Unique Person Count per Year

Hi All:

I’ve got a issue that I need to solve in Power BI that I thought I’d (hopefully) enlist the forum members help. I’ve got a list of applications received each year (in my sample dataset, 20 per year for 2015-2019) where one person can submit more than one application each year. What I’d like to do is have a measure to return the count of unique persons within each year, so my desired output would be like this:
Unique Person Count per Year

I can solve it in SQL, but cannot get the processed data into Power BI, only the raw data. I’d guess I’m missing something small, but haven’t seen the way forward yet. Any thoughts?

Thanks,
Greg
Unique Person Count per Year.xlsx (11.8 KB)
Unique Person Count per Year.pbix (18.4 KB)

Hi @Greg,

Hmm, you missed very simple thing I believe and it happens :slight_smile: . Are you looking for below:

Unique Persons = DISTINCTCOUNT(‘Applications’[Person])

image

1 Like

@Greg,

Does this get you what you need?:

 Count Apps = 
CALCULATE(
    COUNTROWS( Data ),
    ALLEXCEPT( 
        Data,
        Data[Year]
    )
)

Unique Persons = 
CALCULATE(
    DISTINCTCOUNTNOBLANK( Data[Person] ),
    ALLEXCEPT(
        Data,
        Data[Year]
    )
)

image

1 Like

Thanks both … I don’t think distinctcount is available for my clients installation, which is (gasp) the April 2019 version of Power BI Desktop …hopefully I’m wrong … I’ll check tomorrow.

Thanks for your help.
Greg

@Greg,

Oh, this is one of those “the client wants a cake, but we’re not allowed to use flour or sugar, and they’re allergic to chocolate” scenarios…

Recipe #2:

 Unique Persons vTable = 

VAR vTable =
SUMMARIZE(
    Data,
    Data[Year],
    Data[Person]
)

VAR UniquePers =
CALCULATE(
    COUNTROWS( vTable ),
    ALLEXCEPT(
        Data,
        Data[Year]
    )
)

RETURN
UniquePers

image

  • Brian

eDNA Forum – Unique Persons Solution.pbix (18.5 KB)

3 Likes

Thanks @BrianJ … this works in the April 2019 release … thanks for your patience.

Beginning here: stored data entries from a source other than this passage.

//! Replay scenario files.
//!
//! ```json
//! {
//!   "timings": { "warning_revert_delay_ms": 50 },
//!   "replies": {
//!     "get_status": [{ "status": "ok", "bridgeEnabled": true }],
//!     "connect_bridge": [{ "success": false, "error": "busy" }, null]
//!   },
//!   "steps": [
//!     { "step": "initialize" },
//!     { "step": "push", "type": "server_data_updated" },
//!     { "step": "action", "action": "reconnect" },
//!     { "step": "wait", "ms": 2000 }
//!   ]
//! }
//! ```
//!
//! Replies are consumed in order per request type; the last one repeats.
//! A `null` reply means nobody answered.

use std::collections::HashMap;
use std::fmt;
use std::path::Path;

use bridgepanel_core::{PanelConfig, PanelTimings, PushEvent, SettingsChange, UiAction};
use serde::Deserialize;
use serde_json::Value;

use crate::error::CliError;

#[derive(Debug, Clone, Default, Deserialize)]
#[serde(default)]
pub struct Scenario {
    /// Delay overrides; unset fields keep their defaults.
    pub timings: Option<PanelTimings>,
    /// Scripted replies keyed by request type.
    pub replies: HashMap<String, Vec<Value>>,
    pub steps: Vec<Step>,
}

/// One thing that happens to the popup.
#[derive(Debug, Clone, PartialEq, Eq, Deserialize)]
#[serde(tag = "step", rename_all = "snake_case")]
pub enum Step {
    /// The popup opened.
    Initialize,
    /// A push message from the background.
    Push(PushEvent),
    /// Persisted settings changed in another window.
    SettingsChange(SettingsChange),
    /// The popup was hidden or shown.
    Visibility { visible: bool },
    /// The user used one of the controls.
    Action(UiAction),
    /// Let scheduled follow-ups run.
    Wait { ms: u64 },
}

impl fmt::Display for Step {
    fn fmt(&self, f: &mut fmt::Formatter<'_>) -> fmt::Result {
        match self {
            Self::Initialize => write!(f, "initialize"),
            Self::Push(event) => write!(f, "push {}", event.event_name()),
            Self::SettingsChange(_) => write!(f, "settings change"),
            Self::Visibility { visible: true } => write!(f, "show popup"),
            Self::Visibility { visible: false } => write!(f, "hide popup"),
            Self::Action(action) => write!(f, "action {action:?}"),
            Self::Wait { ms } => write!(f, "wait {ms}ms"),
        }
    }
}

impl Scenario {
    pub fn load(path: &Path) -> Result<Self, CliError> {
        let raw = std::fs::read_to_string(path)?;
        Ok(serde_json::from_str(&raw)?)
    }

    /// `base` with this scenario's delay overrides applied, validated.
    pub fn config(&self, base: &PanelConfig) -> Result<PanelConfig, CliError> {
        let mut config = base.clone();
        if let Some(timings) = self.timings {
            config.timings = timings;
        }
        config.validate()?;
        Ok(config)
    }
}
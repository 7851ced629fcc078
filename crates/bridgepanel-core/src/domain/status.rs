//! Status snapshot and its parts.

use serde::{Deserialize, Serialize};
use serde_json::{Map, Value};

use super::ProgressInfo;

fn default_true() -> bool {
    true
}

/// Authoritative status record reported by the background process.
///
/// Replaced wholesale on every full `get_status` fetch and patched in place by
/// connection deltas and disable events. Missing keys fall back to
/// [`StatusSnapshot::default`].
#[derive(Debug, Clone, PartialEq, Serialize, Deserialize)]
#[serde(default)]
pub struct StatusSnapshot {
    /// Whether the user has the bridge switched on.
    #[serde(rename = "bridgeEnabled")]
    pub bridge_enabled: bool,

    /// A disable operation is in flight.
    #[serde(rename = "isDisabling")]
    pub is_disabling: bool,

    /// An enable operation is in flight.
    #[serde(rename = "isEnabling")]
    pub is_enabling: bool,

    /// Progress of the in-flight disable, if any.
    #[serde(rename = "disableProgress", skip_serializing_if = "Option::is_none")]
    pub disable_progress: Option<ProgressInfo>,

    pub bridge_connected: bool,
    pub bridge_connecting: bool,

    #[serde(skip_serializing_if = "Option::is_none")]
    pub bridge_url: Option<String>,

    /// The background process gave up reconnecting on its own.
    #[serde(rename = "maxReconnectAttemptsReached")]
    pub max_reconnect_attempts_reached: bool,

    /// Upstream MCP servers, in the order the background reports them.
    pub mcp_servers: Vec<ServerInfo>,

    pub settings: BridgeSettings,
}

impl Default for StatusSnapshot {
    fn default() -> Self {
        Self {
            bridge_enabled: true,
            is_disabling: false,
            is_enabling: false,
            disable_progress: None,
            bridge_connected: false,
            bridge_connecting: false,
            bridge_url: None,
            max_reconnect_attempts_reached: false,
            mcp_servers: Vec::new(),
            settings: BridgeSettings::default(),
        }
    }
}

impl StatusSnapshot {
    /// Number of upstream servers.
    pub fn server_count(&self) -> usize {
        self.mcp_servers.len()
    }

    /// Total number of tools across all servers.
    pub fn tool_count(&self) -> u64 {
        self.mcp_servers.iter().map(ServerInfo::tool_count).sum()
    }

    /// Merge a connection delta, keeping the current server list.
    pub fn apply_connection_delta(&mut self, delta: &ConnectionDelta) {
        self.bridge_connected = delta.is_connected;
        self.bridge_connecting = delta.is_connecting;
        self.bridge_url.clone_from(&delta.bridge_url);
        self.max_reconnect_attempts_reached = delta.max_reconnect_attempts_reached;
    }

    /// Record a finished disable without waiting for the next fetch.
    pub fn mark_disabled(&mut self) {
        self.bridge_enabled = false;
        self.is_disabling = false;
    }
}

/// Settings block embedded in the status snapshot.
///
/// Only `autoConnect` is interpreted here; every other key is carried through
/// untouched.
#[derive(Debug, Clone, PartialEq, Serialize, Deserialize)]
pub struct BridgeSettings {
    /// The background reconnects on its own when the bridge drops.
    #[serde(rename = "autoConnect", default = "default_true")]
    pub auto_connect: bool,

    #[serde(flatten)]
    pub extra: Map<String, Value>,
}

impl Default for BridgeSettings {
    fn default() -> Self {
        Self {
            auto_connect: true,
            extra: Map::new(),
        }
    }
}

/// Summary of one upstream MCP server.
#[derive(Debug, Clone, Default, PartialEq, Serialize, Deserialize)]
pub struct ServerInfo {
    #[serde(default, skip_serializing_if = "Option::is_none")]
    pub name: Option<String>,

    #[serde(default, skip_serializing_if = "Option::is_none")]
    pub id: Option<String>,

    /// Tool descriptors, when the background sends the full list.
    #[serde(default, skip_serializing_if = "Option::is_none")]
    pub tools: Option<Vec<Value>>,

    /// Tool count, when the background only sends a number.
    #[serde(
        rename = "toolCount",
        default,
        skip_serializing_if = "Option::is_none"
    )]
    pub declared_tool_count: Option<u64>,
}

impl ServerInfo {
    /// Create a server summary with a name and a bare tool count.
    pub fn named(name: impl Into<String>, tool_count: u64) -> Self {
        Self {
            name: Some(name.into()),
            declared_tool_count: Some(tool_count),
            ..Self::default()
        }
    }

    /// Name shown in the breakdown: `name`, then `id`, then a placeholder.
    pub fn display_name(&self) -> &str {
        self.name
            .as_deref()
            .or(self.id.as_deref())
            .unwrap_or("Unknown")
    }

    /// Tool list length when present, otherwise the declared count.
    pub fn tool_count(&self) -> u64 {
        match &self.tools {
            Some(tools) => tools.len() as u64,
            None => self.declared_tool_count.unwrap_or(0),
        }
    }
}

/// Connection fields carried by a `bridge_status_update` push event.
#[derive(Debug, Clone, Default, PartialEq, Eq, Serialize, Deserialize)]
#[serde(rename_all = "camelCase", default)]
pub struct ConnectionDelta {
    pub is_connected: bool,
    pub is_connecting: bool,
    pub bridge_url: Option<String>,
    pub max_reconnect_attempts_reached: bool,
    /// Server count as the background currently sees it.
    #[serde(skip_serializing_if = "Option::is_none")]
    pub server_count: Option<usize>,
}

impl ConnectionDelta {
    /// True when the delta reports a server count different from `snapshot`.
    ///
    /// The cached server list is stale in that case and a shallow merge would
    /// keep showing it.
    pub fn invalidates_servers(&self, snapshot: &StatusSnapshot) -> bool {
        self.server_count
            .is_some_and(|count| count != snapshot.server_count())
    }
}

#[cfg(test)]
mod tests {
    use super::*;
    use serde_json::json;

    #[test]
    fn empty_object_decodes_to_defaults() {
        let snapshot: StatusSnapshot = serde_json::from_value(json!({})).unwrap();
        assert_eq!(snapshot, StatusSnapshot::default());
        assert!(snapshot.bridge_enabled);
        assert!(snapshot.settings.auto_connect);
    }

    #[test]
    fn decodes_wire_field_names() {
        let snapshot: StatusSnapshot = serde_json::from_value(json!({
            "status": "ok",
            "bridgeEnabled": false,
            "isDisabling": true,
            "bridge_connected": true,
            "bridge_url": "ws://localhost:54319",
            "maxReconnectAttemptsReached": true,
            "mcp_servers": [{"name": "fs", "toolCount": 4}],
            "settings": {"autoConnect": false, "theme": "dark"}
        }))
        .unwrap();

        assert!(!snapshot.bridge_enabled);
        assert!(snapshot.is_disabling);
        assert!(snapshot.bridge_connected);
        assert_eq!(snapshot.bridge_url.as_deref(), Some("ws://localhost:54319"));
        assert!(snapshot.max_reconnect_attempts_reached);
        assert_eq!(snapshot.server_count(), 1);
        assert!(!snapshot.settings.auto_connect);
        assert_eq!(snapshot.settings.extra.get("theme"), Some(&json!("dark")));
    }

    #[test]
    fn tool_count_prefers_list_over_declared_count() {
        let snapshot: StatusSnapshot = serde_json::from_value(json!({
            "mcp_servers": [
                {"name": "A", "tools": [1, 2]},
                {"name": "B", "toolCount": 3},
                {"id": "C", "tools": [], "toolCount": 9},
                {"id": "D"}
            ]
        }))
        .unwrap();

        assert_eq!(snapshot.server_count(), 4);
        assert_eq!(snapshot.tool_count(), 5);
        assert_eq!(snapshot.mcp_servers[2].display_name(), "C");
        assert_eq!(ServerInfo::default().display_name(), "Unknown");
    }

    #[test]
    fn connection_delta_keeps_server_list() {
        let mut snapshot = StatusSnapshot {
            mcp_servers: vec![ServerInfo::named("A", 1), ServerInfo::named("B", 2)],
            ..StatusSnapshot::default()
        };
        let delta = ConnectionDelta {
            is_connected: true,
            bridge_url: Some("ws://bridge".into()),
            ..ConnectionDelta::default()
        };

        snapshot.apply_connection_delta(&delta);

        assert!(snapshot.bridge_connected);
        assert_eq!(snapshot.bridge_url.as_deref(), Some("ws://bridge"));
        assert_eq!(snapshot.server_count(), 2);
    }

    #[test]
    fn server_count_mismatch_invalidates() {
        let snapshot = StatusSnapshot {
            mcp_servers: vec![ServerInfo::named("A", 1), ServerInfo::named("B", 2)],
            ..StatusSnapshot::default()
        };

        let stale = ConnectionDelta {
            server_count: Some(5),
            ..ConnectionDelta::default()
        };
        let same = ConnectionDelta {
            server_count: Some(2),
            ..ConnectionDelta::default()
        };

        assert!(stale.invalidates_servers(&snapshot));
        assert!(!same.invalidates_servers(&snapshot));
        assert!(!ConnectionDelta::default().invalidates_servers(&snapshot));
    }

    #[test]
    fn mark_disabled_clears_in_flight_flag() {
        let mut snapshot = StatusSnapshot {
            is_disabling: true,
            ..StatusSnapshot::default()
        };
        snapshot.mark_disabled();
        assert!(!snapshot.bridge_enabled);
        assert!(!snapshot.is_disabling);
    }
}
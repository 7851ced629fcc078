//! CLI-specific error types and exit codes.

use bridgepanel_core::ConfigError;
use thiserror::Error;

/// CLI-specific error type.
#[derive(Debug, Error)]
pub enum CliError {
    /// Input file could not be decoded.
    #[error("Invalid input: {0}")]
    Input(String),

    /// IO error (file not found, permission denied, etc.).
    #[error("IO error: {0}")]
    Io(String),

    /// Configuration error.
    #[error("Configuration error: {0}")]
    Config(String),
}

impl CliError {
    /// Map error to an exit code (see sysexits.h).
    pub const fn exit_code(&self) -> i32 {
        match self {
            Self::Input(_) => 65,  // EX_DATAERR
            Self::Io(_) => 74,     // EX_IOERR
            Self::Config(_) => 78, // EX_CONFIG
        }
    }
}

impl From<ConfigError> for CliError {
    fn from(err: ConfigError) -> Self {
        Self::Config(err.to_string())
    }
}

impl From<std::io::Error> for CliError {
    fn from(err: std::io::Error) -> Self {
        Self::Io(err.to_string())
    }
}

impl From<serde_json::Error> for CliError {
    fn from(err: serde_json::Error) -> Self {
        Self::Input(err.to_string())
    }
}
//! Command implementations for the Verba CLI.

use std::hint::black_box;
use std::path::PathBuf;
use std::time::Instant;

use crate::cli::args::*;
use crate::cli::output::*;
use crate::error::Result;
use crate::index::{AvlIndex, HashIndex};
use crate::ingest::Ingestor;
use crate::query::QueryEvaluator;

/// Execute a CLI command.
pub fn execute_command(args: VerbaArgs) -> Result<()> {
    match &args.command {
        Command::Query(query_args) => run_query(query_args.clone(), &args),
        Command::Stats(stats_args) => show_stats(stats_args.clone(), &args),
        Command::Bench(bench_args) => run_bench(bench_args.clone(), &args),
    }
}

/// Ingest every input file into a fresh pair of indexes.
///
/// An unreadable file is reported on stderr and skipped; the indexes simply
/// receive no postings for it.
fn build_indexes(files: &[PathBuf]) -> (AvlIndex, HashIndex) {
    let ingestor = Ingestor::new();
    let mut avl = AvlIndex::new();
    let mut hash = HashIndex::new();

    for file in files {
        if let Err(e) = ingestor.ingest_file(file, &mut avl, &mut hash) {
            eprintln!("Warning: skipping {}: {e}", file.display());
        }
    }

    (avl, hash)
}

fn preprocess_stats(hash: &HashIndex) -> PreprocessStats {
    PreprocessStats {
        unique_words: hash.len(),
        load_ratio: hash.load_ratio(),
    }
}

/// Index the input files and evaluate the query against the chosen structure.
fn run_query(args: QueryArgs, cli_args: &VerbaArgs) -> Result<()> {
    let (avl, hash) = build_indexes(&args.files);
    let evaluator = QueryEvaluator::new();

    let report = QueryReport {
        stats: preprocess_stats(&hash),
        avl: matches!(args.index, IndexChoice::Avl | IndexChoice::Both)
            .then(|| evaluator.evaluate_avl(&avl, &args.query)),
        hash: matches!(args.index, IndexChoice::Hash | IndexChoice::Both)
            .then(|| evaluator.evaluate_hash(&hash, &args.query)),
    };

    print_query_report(&report, cli_args.output_format)
}

/// Show index statistics, optionally with the in-order AVL dump.
fn show_stats(args: StatsArgs, cli_args: &VerbaArgs) -> Result<()> {
    let (avl, hash) = build_indexes(&args.files);

    let dump = args.dump.then(|| {
        avl.entries()
            .map(|entry| DumpEntry {
                word: entry.posting.word.clone(),
                height: entry.height,
                balance_factor: entry.balance_factor,
                documents: entry
                    .posting
                    .documents
                    .iter()
                    .map(|d| (d.document.clone(), d.count))
                    .collect(),
            })
            .collect()
    });

    let report = StatsReport {
        stats: preprocess_stats(&hash),
        capacity: hash.capacity(),
        avl_height: avl.height(),
        dump,
    };

    print_stats_report(&report, cli_args.output_format)
}

/// Time the query against both structures, averaged over N repetitions.
fn run_bench(args: BenchArgs, cli_args: &VerbaArgs) -> Result<()> {
    let (avl, hash) = build_indexes(&args.files);
    let evaluator = QueryEvaluator::new();
    let iterations = args.iterations.max(1);

    let start = Instant::now();
    for _ in 0..iterations {
        black_box(evaluator.evaluate_avl(&avl, &args.query));
    }
    let avl_nanos = start.elapsed().as_nanos() / u128::from(iterations);

    let start = Instant::now();
    for _ in 0..iterations {
        black_box(evaluator.evaluate_hash(&hash, &args.query));
    }
    let hash_nanos = start.elapsed().as_nanos() / u128::from(iterations);

    let report = BenchReport {
        stats: preprocess_stats(&hash),
        iterations,
        avl_nanos,
        hash_nanos,
        speedup: avl_nanos as f64 / hash_nanos.max(1) as f64,
    };

    print_bench_report(&report, cli_args.output_format)
}

#[cfg(test)]
mod tests {
    use super::*;
    use std::io::Write;

    fn write_temp(content: &str) -> tempfile::NamedTempFile {
        let mut file = tempfile::NamedTempFile::new().unwrap();
        write!(file, "{content}").unwrap();
        file
    }

    #[test]
    fn test_build_indexes_from_files() {
        let doc1 = write_temp("the cat sat");
        let doc2 = write_temp("the dog ran");

        let (avl, hash) = build_indexes(&[doc1.path().into(), doc2.path().into()]);

        assert_eq!(avl.len(), 5);
        assert_eq!(hash.len(), 5);
        assert_eq!(avl.search("the").unwrap().documents.len(), 2);
    }

    #[test]
    fn test_build_indexes_skips_unreadable_file() {
        let doc = write_temp("cat");
        let missing = PathBuf::from("/no/such/file.txt");

        let (avl, hash) = build_indexes(&[missing, doc.path().into()]);

        // The readable file still gets indexed.
        assert_eq!(avl.len(), 1);
        assert_eq!(hash.len(), 1);
    }

    #[test]
    fn test_preprocess_stats() {
        let doc = write_temp("a b c d");
        let (_, hash) = build_indexes(&[doc.path().into()]);

        let stats = preprocess_stats(&hash);
        assert_eq!(stats.unique_words, 4);
        assert!((stats.load_ratio - 4.0 / 53.0).abs() < 1e-9);
    }
}
impl AvlIndex {
    /// Create an empty index.
    pub fn new() -> Self {
        AvlIndex { root: None, len: 0 }
    }

    /// Number of distinct words in the index.
    pub fn len(&self) -> usize {
        self.len
    }

    /// Check if the index is empty.
    pub fn is_empty(&self) -> bool {
        self.root.is_none()
    }

    /// Height of the tree (0 when empty).
    pub fn height(&self) -> u32 {
        height(&self.root)
    }

    /// Insert a posting, merging document counts if the word already exists.
    pub fn insert(&mut self, posting: Posting) {
        let word = posting.word.clone();
        let mut added = false;
        self.root = Some(Self::insert_node(self.root.take(), &word, posting, &mut added));
        if added {
            self.len += 1;
        }
    }

    /// Look up a word. Absence is a normal outcome, not an error.
    pub fn search(&self, word: &str) -> Option<&Posting> {
        let mut current = self.root.as_deref();
        while let Some(node) = current {
            match word.cmp(&node.posting.word) {
                Ordering::Equal => return Some(&node.posting),
                Ordering::Less => current = node.left.as_deref(),
                Ordering::Greater => current = node.right.as_deref(),
            }
        }
        None
    }

    /// Remove a word. Returns true if it was present.
    pub fn delete(&mut self, word: &str) -> bool {
        let mut removed = false;
        self.root = Self::delete_node(self.root.take(), word, &mut removed);
        if removed {
            self.len -= 1;
        }
        removed
    }

    /// In-order iterator over postings, ascending by word.
    ///
    /// The iterator is lazy and restartable; calling `iter` again starts a
    /// fresh traversal.
    pub fn iter(&self) -> impl Iterator<Item = &Posting> {
        NodeIter::new(self.root.as_deref()).map(|node| &node.posting)
    }

    /// Diagnostic in-order traversal including per-node height and balance
    /// factor.
    pub fn entries(&self) -> impl Iterator<Item = AvlEntry<'_>> {
        NodeIter::new(self.root.as_deref()).map(|node| AvlEntry {
            posting: &node.posting,
            height: node.height,
            balance_factor: node.balance_factor(),
        })
    }

    fn insert_node(
        node: Option<Box<AvlNode>>,
        word: &str,
        posting: Posting,
        added: &mut bool,
    ) -> Box<AvlNode> {
        let mut node = match node {
            None => {
                *added = true;
                return Box::new(AvlNode::leaf(posting));
            }
            Some(node) => node,
        };

        match word.cmp(&node.posting.word) {
            Ordering::Less => {
                node.left = Some(Self::insert_node(node.left.take(), word, posting, added));
            }
            Ordering::Greater => {
                node.right = Some(Self::insert_node(node.right.take(), word, posting, added));
            }
            Ordering::Equal => {
                // Merge into the existing node; no structural change, so the
                // ancestors need no height update or rebalancing.
                node.posting.merge(&posting);
                return node;
            }
        }

        node.update_height();

        // The four rebalancing cases, distinguished by where the inserted
        // word went relative to the heavy child.
        let balance = node.balance_factor();
        if balance > 1 {
            let straight = {
                let left = node
                    .left
                    .as_ref()
                    .expect("left child exists when left-heavy");
                word < left.posting.word.as_str()
            };
            if !straight {
                // Left-Right: rotate the left child left first.
                let left = node.left.take().expect("left child exists when left-heavy");
                node.left = Some(Self::rotate_left(left));
            }
            return Self::rotate_right(node);
        }
        if balance < -1 {
            let straight = {
                let right = node
                    .right
                    .as_ref()
                    .expect("right child exists when right-heavy");
                word > right.posting.word.as_str()
            };
            if !straight {
                // Right-Left: rotate the right child right first.
                let right = node
                    .right
                    .take()
                    .expect("right child exists when right-heavy");
                node.right = Some(Self::rotate_right(right));
            }
            return Self::rotate_left(node);
        }

        node
    }

    fn delete_node(
        node: Option<Box<AvlNode>>,
        word: &str,
        removed: &mut bool,
    ) -> Option<Box<AvlNode>> {
        let mut node = node?;

        match word.cmp(&node.posting.word) {
            Ordering::Less => {
                node.left = Self::delete_node(node.left.take(), word, removed);
            }
            Ordering::Greater => {
                node.right = Self::delete_node(node.right.take(), word, removed);
            }
            Ordering::Equal => {
                *removed = true;
                match (node.left.take(), node.right.take()) {
                    (None, None) => return None,
                    // A single child is spliced into the removed node's place.
                    (Some(child), None) | (None, Some(child)) => return Some(child),
                    (Some(left), Some(right)) => {
                        node.left = Some(left);
                        node.right = Some(right);
                        // Replace with the in-order predecessor if the left
                        // subtree is taller, else the successor, then delete
                        // that node from its original position.
                        if height(&node.left) > height(&node.right) {
                            let replacement = Self::rightmost(
                                node.left.as_deref().expect("left subtree present"),
                            )
                            .posting
                            .clone();
                            node.left =
                                Self::delete_node(node.left.take(), &replacement.word, removed);
                            node.posting = replacement;
                        } else {
                            let replacement = Self::leftmost(
                                node.right.as_deref().expect("right subtree present"),
                            )
                            .posting
                            .clone();
                            node.right =
                                Self::delete_node(node.right.take(), &replacement.word, removed);
                            node.posting = replacement;
                        }
                    }
                }
            }
        }

        node.update_height();
        Some(Self::rebalance_after_delete(node))
    }

    /// Rebalancing after delete selects the rotation by the heavy child's
    /// balance factor, since the deleted word tells us nothing about shape.
    fn rebalance_after_delete(mut node: Box<AvlNode>) -> Box<AvlNode> {
        let balance = node.balance_factor();
        if balance > 1 {
            let left_balance = node
                .left
                .as_ref()
                .expect("left child exists when left-heavy")
                .balance_factor();
            if left_balance < 0 {
                let left = node.left.take().expect("left child exists when left-heavy");
                node.left = Some(Self::rotate_left(left));
            }
            return Self::rotate_right(node);
        }
        if balance < -1 {
            let right_balance = node
                .right
                .as_ref()
                .expect("right child exists when right-heavy")
                .balance_factor();
            if right_balance > 0 {
                let right = node
                    .right
                    .take()
                    .expect("right child exists when right-heavy");
                node.right = Some(Self::rotate_right(right));
            }
            return Self::rotate_left(node);
        }
        node
    }

    /// Right rotation: the left child becomes the subtree root.
    fn rotate_right(mut node: Box<AvlNode>) -> Box<AvlNode> {
        let mut pivot = node
            .left
            .take()
            .expect("left child exists during right rotation");
        node.left = pivot.right.take();
        node.update_height();
        pivot.right = Some(node);
        pivot.update_height();
        pivot
    }

    /// Left rotation: the right child becomes the subtree root.
    fn rotate_left(mut node: Box<AvlNode>) -> Box<AvlNode> {
        let mut pivot = node
            .right
            .take()
            .expect("right child exists during left rotation");
        node.right = pivot.left.take();
        node.update_height();
        pivot.left = Some(node);
        pivot.update_height();
        pivot
    }

    fn rightmost(mut node: &AvlNode) -> &AvlNode {
        while let Some(right) = node.right.as_deref() {
            node = right;
        }
        node
    }

    fn leftmost(mut node: &AvlNode) -> &AvlNode {
        while let Some(left) = node.left.as_deref() {
            node = left;
        }
        node
    }
}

I only know how to cook with my credit card (outside of steak, eggs, spaghetti, and cereal), so seeing the problem through the eyes on another “chef” is greatly appreciated. Thanks, Greg

@Greg,

Cool - glad that was helpful. I like these kind of problems, since they force you to take a different route than you otherwise would.